By Andrew MacNiven
‘Easy Virtue’ is an ambitious undertaking from third year acting students and other creatives at the Western Australian Academy of Performing Arts (WAAPA). This performance partly re-imagines the source material, while displaying an equal mastery of the original text.
Noel Coward’s play first opened in 1925 in New York to significant acclaim, while the reception in London a year later was frostier. It is easy to see why; as Coward’s caustic humour was a subversive comment on the detached indifference of Britain’s moneyed classes.
Audiences might question the relevance of presenting a play written almost a century ago, but this is no static diorama, not merely a window into some bygone age full of irrelevant philosophies and outmoded curios. Rather, the talented cast and extensive artistic and creative team at WAAPA have crafted a fine comedy of manners, which informs as it entertains, confronting how women who failed to conform to societal norms were ostracised.
The action takes place on an English country estate, as the Whittakers prepare to welcome their son John (Samuel Delich) back to the family home, along with his new wife Larita (Emilie Cocquerel). She arrives as an American antidote to the haughty, stuffy surrounds. Crystallised in her are those inherently Columbian values of independence, perseverance and permissiveness, which clash harshly with the ossified class structure that characterised Edwardian England. Her forthright manner and openness about her past dalliances are anathema to the prudish Marion (Justina Ward), John’s sister, and scandalise his hysterical, house-proud mother (Shaynee Brayshaw).

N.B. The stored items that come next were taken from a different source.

pub mod models;
pub mod services;
pub mod api;

use std::fs;
use std::path::{Path, PathBuf};
use std::sync::OnceLock;
use std::time::Instant;
use tracing::info;
use tracing_subscriber::{
    fmt,
    layer::SubscriberExt,
    util::SubscriberInitExt,
    EnvFilter,
};
use tracing_appender::non_blocking::WorkerGuard;
use tracing_appender::rolling;

use services::config_store::ConfigStore;

const LOG_FILE_PREFIX: &str = "ai_detector_";
const LOG_FILES_KEPT: usize = 30;

static PROCESS_START: OnceLock<Instant> = OnceLock::new();
static LOG_GUARD: OnceLock<WorkerGuard> = OnceLock::new();

fn startup_elapsed_ms() -> u128 {
    PROCESS_START
        .get()
        .map(|t| t.elapsed().as_millis())
        .unwrap_or(0)
}

fn env_truthy(name: &str) -> bool {
    matches!(
        std::env::var(name).as_deref(),
        Ok("1") | Ok("true") | Ok("TRUE")
    )
}

/// Initialize logging system with timestamped log files
pub fn init_logging() {
    let disable_file_log = env_truthy("AI_DETECTOR_DISABLE_FILE_LOG");
    let disable_cleanup = env_truthy("AI_DETECTOR_DISABLE_LOG_CLEANUP");

    let env_filter = EnvFilter::try_from_default_env().unwrap_or_else(|_| EnvFilter::new("info"));

    if disable_file_log {
        init_console_only_logging(env_filter);
        info!("File logging disabled via AI_DETECTOR_DISABLE_FILE_LOG");
        return;
    }

    let logs_dir = match std::env::var("AI_DETECTOR_LOG_DIR") {
        Ok(p) if !p.trim().is_empty() => PathBuf::from(p),
        _ => get_logs_dir(),
    };

    if let Err(e) = fs::create_dir_all(&logs_dir) {
        eprintln!("Failed to create logs directory: {}", e);
        init_console_only_logging(env_filter);
        info!("Falling back to console-only logging (log dir not writable)");
        return;
    }

    let timestamp = chrono::Local::now().format("%Y%m%d_%H%M%S");
    let log_filename = format!("{}{}.log", LOG_FILE_PREFIX, timestamp);

    // One file per session; writes go through a non-blocking worker.
    let file_appender = rolling::never(&logs_dir, &log_filename);
    let (file_writer, file_guard) = tracing_appender::non_blocking(file_appender);
    let _ = LOG_GUARD.set(file_guard);

    let file_layer = fmt::layer()
        .with_writer(file_writer)
        .with_ansi(false)
        .with_target(true)
        .with_thread_ids(false)
        .with_file(true)
        .with_line_number(true);

    let console_layer = fmt::layer()
        .with_writer(std::io::stderr)
        .with_ansi(cfg!(debug_assertions))
        .with_target(true);

    let _ = tracing_subscriber::registry()
        .with(env_filter)
        .with(file_layer)
        .with(console_layer)
        .try_init();

    info!("=== AI Detector Started ===");
    info!("Log file: {}/{}", logs_dir.display(), log_filename);
    info!("Version: {}", env!("CARGO_PKG_VERSION"));

    if !disable_cleanup {
        std::thread::spawn(move || {
            cleanup_old_logs(&logs_dir, LOG_FILES_KEPT);
        });
    }
}

/// Get the logs directory path
fn get_logs_dir() -> PathBuf {
    #[cfg(debug_assertions)]
    {
        PathBuf::from(env!("CARGO_MANIFEST_DIR")).join("logs")
    }

    #[cfg(not(debug_assertions))]
    {
        if let Some(data_dir) = dirs::data_local_dir() {
            return data_dir.join("ai-detector").join("logs");
        }
        PathBuf::from("logs")
    }
}

fn cleanup_old_logs(logs_dir: &Path, keep: usize) {
    let mut entries: Vec<_> = match fs::read_dir(logs_dir) {
        Ok(rd) => rd.filter_map(|e| e.ok()).collect(),
        Err(_) => return,
    };

    entries.retain(|e| {
        let name = e.file_name().to_string_lossy().to_string();
        name.starts_with(LOG_FILE_PREFIX) && name.ends_with(".log")
    });

    if entries.len() <= keep {
        return;
    }

    entries.sort_by_key(|e| {
        e.metadata()
            .and_then(|m| m.modified())
            .unwrap_or(std::time::SystemTime::UNIX_EPOCH)
    });

    let remove_count = entries.len().saturating_sub(keep);
    for entry in entries.into_iter().take(remove_count) {
        let _ = fs::remove_file(entry.path());
    }
}

/// Console-only logging, also used by the command line tools.
pub fn init_console_only_logging(env_filter: EnvFilter) {
    let console_layer = fmt::layer()
        .with_writer(std::io::stderr)
        .with_ansi(cfg!(debug_assertions))
        .with_target(true);

    let _ = tracing_subscriber::registry()
        .with(env_filter)
        .with(console_layer)
        .try_init();
}

/// Start the detection server with the stored configuration.
pub async fn run() -> anyhow::Result<()> {
    PROCESS_START.get_or_init(Instant::now);

    let logging_t0 = Instant::now();
    init_logging();
    info!(startup_ms = startup_elapsed_ms(), logging_ms = logging_t0.elapsed().as_millis(), "logging.initialized");

    let store = ConfigStore::open_default();
    let mut config = store.load_or_default();
    config.apply_env_overrides();
    info!(path = %store.config_file().display(), version = %config.version, "config.loaded");

    api::serve(config.server).await?;

    info!("=== AI Detector Exited ===");
    Ok(())
}

#[cfg(test)]
mod tests {
    use super::*;

    #[test]
    fn test_cleanup_old_logs_keeps_newest() {
        let dir = tempfile::tempdir().unwrap();
        for i in 0..5 {
            fs::write(dir.path().join(format!("{}2026010{}_000000.log", LOG_FILE_PREFIX, i)), "x").unwrap();
        }
        fs::write(dir.path().join("unrelated.log"), "x").unwrap();

        cleanup_old_logs(dir.path(), 2);

        let remaining: Vec<String> = fs::read_dir(dir.path())
            .unwrap()
            .filter_map(|e| e.ok())
            .map(|e| e.file_name().to_string_lossy().to_string())
            .filter(|n| n.starts_with(LOG_FILE_PREFIX))
            .collect();
        assert_eq!(remaining.len(), 2);
        assert!(dir.path().join("unrelated.log").exists());
    }
}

Cocquerel is a bewitching presence, exuding a playful lasciviousness that represents the unattainable promise of romantic freedom for Colonel Whittaker (William Thompson), who possesses the manner and aspect of a once proud, now caged, old lion. Larita is an explosive force, ripping apart the veneer of affectation that surrounds the English aristocracy and exposing the hypocrisies of the repressed, inhibited and sanctimonious.
Director Jason Langley has done an admirable job of ensuring the contemporary relevance of what threatened to be a parochial narrative. He ensures that the play does not become mired in the minutiae of its more antiquated elements, liberally employing a smattering of present-day songs performed by the multi-talented cast, which perfectly bookend the performance’s acts. This could have had the effect of being jarring – bringing the audience out of the action – but the poise with which these songs are performed in a style befitting a 1920s cabaret revue proves a superb augmentation to Coward’s insurgent wit.
The set design of Hannah Metternick-Jones, with its Art Deco patterns and clever use of a giant portrait frame, astutely recalls the debauched whimsy of the Jazz Age.
Langley and his gifted cast and crew have brought new impetus to this classic, the themes of which are all too familiar to contemporary audiences. ‘Easy Virtue’ proves that some things never change.